Exercise.
Gather every line from the entries below that includes "warn".

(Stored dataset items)
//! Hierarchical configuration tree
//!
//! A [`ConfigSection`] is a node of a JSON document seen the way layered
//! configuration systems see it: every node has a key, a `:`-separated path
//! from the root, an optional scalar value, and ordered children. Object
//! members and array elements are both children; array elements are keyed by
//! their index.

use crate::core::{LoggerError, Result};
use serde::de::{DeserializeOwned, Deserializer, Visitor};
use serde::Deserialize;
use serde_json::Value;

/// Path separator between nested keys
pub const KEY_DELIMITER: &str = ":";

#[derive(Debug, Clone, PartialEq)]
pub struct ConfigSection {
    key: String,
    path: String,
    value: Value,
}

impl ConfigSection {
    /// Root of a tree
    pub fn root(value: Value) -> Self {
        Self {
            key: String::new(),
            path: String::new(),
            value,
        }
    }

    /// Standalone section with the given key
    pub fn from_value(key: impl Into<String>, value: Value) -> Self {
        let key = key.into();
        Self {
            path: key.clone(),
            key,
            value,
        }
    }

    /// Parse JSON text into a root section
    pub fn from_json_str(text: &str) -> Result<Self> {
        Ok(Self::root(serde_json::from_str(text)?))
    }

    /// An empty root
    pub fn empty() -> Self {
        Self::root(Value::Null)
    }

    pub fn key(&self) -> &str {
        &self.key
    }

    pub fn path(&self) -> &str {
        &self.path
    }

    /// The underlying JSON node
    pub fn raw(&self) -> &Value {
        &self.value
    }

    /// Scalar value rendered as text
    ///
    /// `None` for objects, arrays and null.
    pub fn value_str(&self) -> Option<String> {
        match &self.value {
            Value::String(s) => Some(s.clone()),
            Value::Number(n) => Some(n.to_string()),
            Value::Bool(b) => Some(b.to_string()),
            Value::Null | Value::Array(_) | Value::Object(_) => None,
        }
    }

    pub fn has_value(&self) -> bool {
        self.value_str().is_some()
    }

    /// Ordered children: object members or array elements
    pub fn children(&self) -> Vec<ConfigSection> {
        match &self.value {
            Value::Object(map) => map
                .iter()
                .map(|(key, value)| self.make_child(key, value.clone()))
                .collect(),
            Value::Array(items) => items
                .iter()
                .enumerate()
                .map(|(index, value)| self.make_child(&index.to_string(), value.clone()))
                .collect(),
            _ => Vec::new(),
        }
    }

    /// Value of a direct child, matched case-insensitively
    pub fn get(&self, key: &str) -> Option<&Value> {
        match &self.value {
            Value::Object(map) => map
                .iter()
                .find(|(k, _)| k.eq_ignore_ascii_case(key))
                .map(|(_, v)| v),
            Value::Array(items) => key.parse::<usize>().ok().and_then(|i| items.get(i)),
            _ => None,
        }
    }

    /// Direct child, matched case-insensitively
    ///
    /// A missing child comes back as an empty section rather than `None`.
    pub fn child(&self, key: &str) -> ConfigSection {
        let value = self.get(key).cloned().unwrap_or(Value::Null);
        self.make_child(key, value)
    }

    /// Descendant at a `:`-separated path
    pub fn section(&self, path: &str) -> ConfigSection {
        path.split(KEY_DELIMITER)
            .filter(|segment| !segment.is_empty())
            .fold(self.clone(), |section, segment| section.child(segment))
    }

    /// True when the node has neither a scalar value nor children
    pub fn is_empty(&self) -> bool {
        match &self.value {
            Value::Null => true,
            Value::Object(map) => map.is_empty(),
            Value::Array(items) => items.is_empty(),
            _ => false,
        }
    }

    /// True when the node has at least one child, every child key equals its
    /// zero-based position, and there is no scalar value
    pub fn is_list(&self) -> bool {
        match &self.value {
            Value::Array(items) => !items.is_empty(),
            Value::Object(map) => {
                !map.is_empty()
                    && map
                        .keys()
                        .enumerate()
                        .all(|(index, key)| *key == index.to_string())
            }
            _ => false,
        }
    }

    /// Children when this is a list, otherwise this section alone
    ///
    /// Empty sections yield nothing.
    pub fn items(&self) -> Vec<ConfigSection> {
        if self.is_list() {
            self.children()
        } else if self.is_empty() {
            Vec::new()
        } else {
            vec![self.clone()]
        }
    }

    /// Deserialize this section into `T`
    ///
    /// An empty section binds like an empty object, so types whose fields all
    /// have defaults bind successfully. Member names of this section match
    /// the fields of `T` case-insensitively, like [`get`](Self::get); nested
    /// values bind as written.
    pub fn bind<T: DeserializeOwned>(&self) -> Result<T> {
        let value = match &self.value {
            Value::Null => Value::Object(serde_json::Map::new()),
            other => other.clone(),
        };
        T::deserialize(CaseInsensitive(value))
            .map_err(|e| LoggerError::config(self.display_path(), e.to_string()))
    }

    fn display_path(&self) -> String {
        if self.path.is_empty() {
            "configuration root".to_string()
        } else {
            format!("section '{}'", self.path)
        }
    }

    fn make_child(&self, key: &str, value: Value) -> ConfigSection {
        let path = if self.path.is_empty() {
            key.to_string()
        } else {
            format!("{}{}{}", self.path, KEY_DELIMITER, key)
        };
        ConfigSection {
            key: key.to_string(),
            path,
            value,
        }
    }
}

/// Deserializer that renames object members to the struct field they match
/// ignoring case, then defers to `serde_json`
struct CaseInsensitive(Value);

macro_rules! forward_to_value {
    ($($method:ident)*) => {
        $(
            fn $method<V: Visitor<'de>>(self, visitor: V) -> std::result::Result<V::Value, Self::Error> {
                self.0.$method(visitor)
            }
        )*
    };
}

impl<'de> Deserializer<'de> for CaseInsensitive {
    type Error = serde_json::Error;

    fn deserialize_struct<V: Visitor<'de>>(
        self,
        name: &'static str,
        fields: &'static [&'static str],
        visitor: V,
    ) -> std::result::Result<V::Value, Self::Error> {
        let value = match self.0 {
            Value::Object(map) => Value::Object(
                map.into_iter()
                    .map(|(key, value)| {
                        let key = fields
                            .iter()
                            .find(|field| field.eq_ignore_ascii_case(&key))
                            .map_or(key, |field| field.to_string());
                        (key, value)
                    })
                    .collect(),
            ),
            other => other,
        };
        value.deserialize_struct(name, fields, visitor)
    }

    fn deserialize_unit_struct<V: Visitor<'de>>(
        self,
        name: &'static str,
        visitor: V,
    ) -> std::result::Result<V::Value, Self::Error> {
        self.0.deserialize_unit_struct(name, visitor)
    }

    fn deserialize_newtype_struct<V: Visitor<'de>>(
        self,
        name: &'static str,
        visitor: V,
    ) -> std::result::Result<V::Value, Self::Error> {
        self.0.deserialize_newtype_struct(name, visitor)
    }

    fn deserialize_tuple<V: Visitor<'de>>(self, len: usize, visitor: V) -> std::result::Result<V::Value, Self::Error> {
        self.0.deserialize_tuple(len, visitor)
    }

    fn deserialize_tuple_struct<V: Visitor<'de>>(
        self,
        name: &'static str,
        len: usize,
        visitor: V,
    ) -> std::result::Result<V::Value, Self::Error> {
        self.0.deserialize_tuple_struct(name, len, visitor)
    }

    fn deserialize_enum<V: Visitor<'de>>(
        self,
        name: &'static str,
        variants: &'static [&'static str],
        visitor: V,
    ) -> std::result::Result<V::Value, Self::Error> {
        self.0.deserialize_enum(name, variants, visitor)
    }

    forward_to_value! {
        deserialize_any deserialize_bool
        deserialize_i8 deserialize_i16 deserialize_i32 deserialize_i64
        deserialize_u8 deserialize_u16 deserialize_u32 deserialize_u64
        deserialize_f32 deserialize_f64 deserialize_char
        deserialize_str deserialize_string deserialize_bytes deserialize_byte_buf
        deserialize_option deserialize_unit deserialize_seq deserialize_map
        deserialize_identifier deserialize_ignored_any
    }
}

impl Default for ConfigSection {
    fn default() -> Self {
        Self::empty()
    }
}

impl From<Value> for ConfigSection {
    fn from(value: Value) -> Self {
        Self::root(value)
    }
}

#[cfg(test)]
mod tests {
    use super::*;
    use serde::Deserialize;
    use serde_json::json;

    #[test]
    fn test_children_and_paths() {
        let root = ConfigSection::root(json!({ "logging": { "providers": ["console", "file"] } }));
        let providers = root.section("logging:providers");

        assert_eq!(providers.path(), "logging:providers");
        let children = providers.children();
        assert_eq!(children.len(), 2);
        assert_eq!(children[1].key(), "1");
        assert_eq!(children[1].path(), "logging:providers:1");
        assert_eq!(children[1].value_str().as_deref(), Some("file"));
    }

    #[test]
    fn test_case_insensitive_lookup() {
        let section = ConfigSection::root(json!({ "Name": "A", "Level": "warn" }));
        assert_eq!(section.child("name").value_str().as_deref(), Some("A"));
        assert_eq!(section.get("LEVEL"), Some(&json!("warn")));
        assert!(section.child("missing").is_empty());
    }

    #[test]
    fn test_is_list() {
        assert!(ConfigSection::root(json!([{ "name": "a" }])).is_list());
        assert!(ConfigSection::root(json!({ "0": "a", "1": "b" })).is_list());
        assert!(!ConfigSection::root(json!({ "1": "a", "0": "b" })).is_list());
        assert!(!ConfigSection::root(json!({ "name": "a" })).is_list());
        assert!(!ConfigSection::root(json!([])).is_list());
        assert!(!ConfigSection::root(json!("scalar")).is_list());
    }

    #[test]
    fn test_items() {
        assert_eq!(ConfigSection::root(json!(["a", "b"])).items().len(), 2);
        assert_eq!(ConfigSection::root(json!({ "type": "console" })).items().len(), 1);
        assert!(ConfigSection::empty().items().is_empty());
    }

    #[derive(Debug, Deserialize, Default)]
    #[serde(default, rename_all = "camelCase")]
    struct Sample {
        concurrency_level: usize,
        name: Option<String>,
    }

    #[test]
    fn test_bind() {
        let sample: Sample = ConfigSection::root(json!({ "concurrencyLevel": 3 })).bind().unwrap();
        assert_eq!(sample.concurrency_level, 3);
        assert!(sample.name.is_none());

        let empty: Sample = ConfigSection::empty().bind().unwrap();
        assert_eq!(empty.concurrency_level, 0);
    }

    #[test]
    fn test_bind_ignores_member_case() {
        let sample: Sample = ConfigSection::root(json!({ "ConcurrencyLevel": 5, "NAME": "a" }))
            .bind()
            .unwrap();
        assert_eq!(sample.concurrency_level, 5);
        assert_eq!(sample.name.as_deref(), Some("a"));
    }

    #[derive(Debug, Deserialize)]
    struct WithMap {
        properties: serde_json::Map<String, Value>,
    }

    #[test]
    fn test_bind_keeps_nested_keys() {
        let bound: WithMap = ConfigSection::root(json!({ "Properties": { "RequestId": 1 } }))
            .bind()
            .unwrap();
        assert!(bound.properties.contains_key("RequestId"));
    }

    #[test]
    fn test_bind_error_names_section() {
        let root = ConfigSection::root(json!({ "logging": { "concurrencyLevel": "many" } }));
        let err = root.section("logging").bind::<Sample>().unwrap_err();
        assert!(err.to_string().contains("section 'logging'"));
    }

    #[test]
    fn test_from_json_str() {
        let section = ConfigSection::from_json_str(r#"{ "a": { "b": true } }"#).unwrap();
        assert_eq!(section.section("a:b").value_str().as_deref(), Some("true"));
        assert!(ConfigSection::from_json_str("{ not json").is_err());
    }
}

Response to this task.
        let section = ConfigSection::root(json!({ "Name": "A", "Level": "warn" }));
        assert_eq!(section.get("LEVEL"), Some(&json!("warn")));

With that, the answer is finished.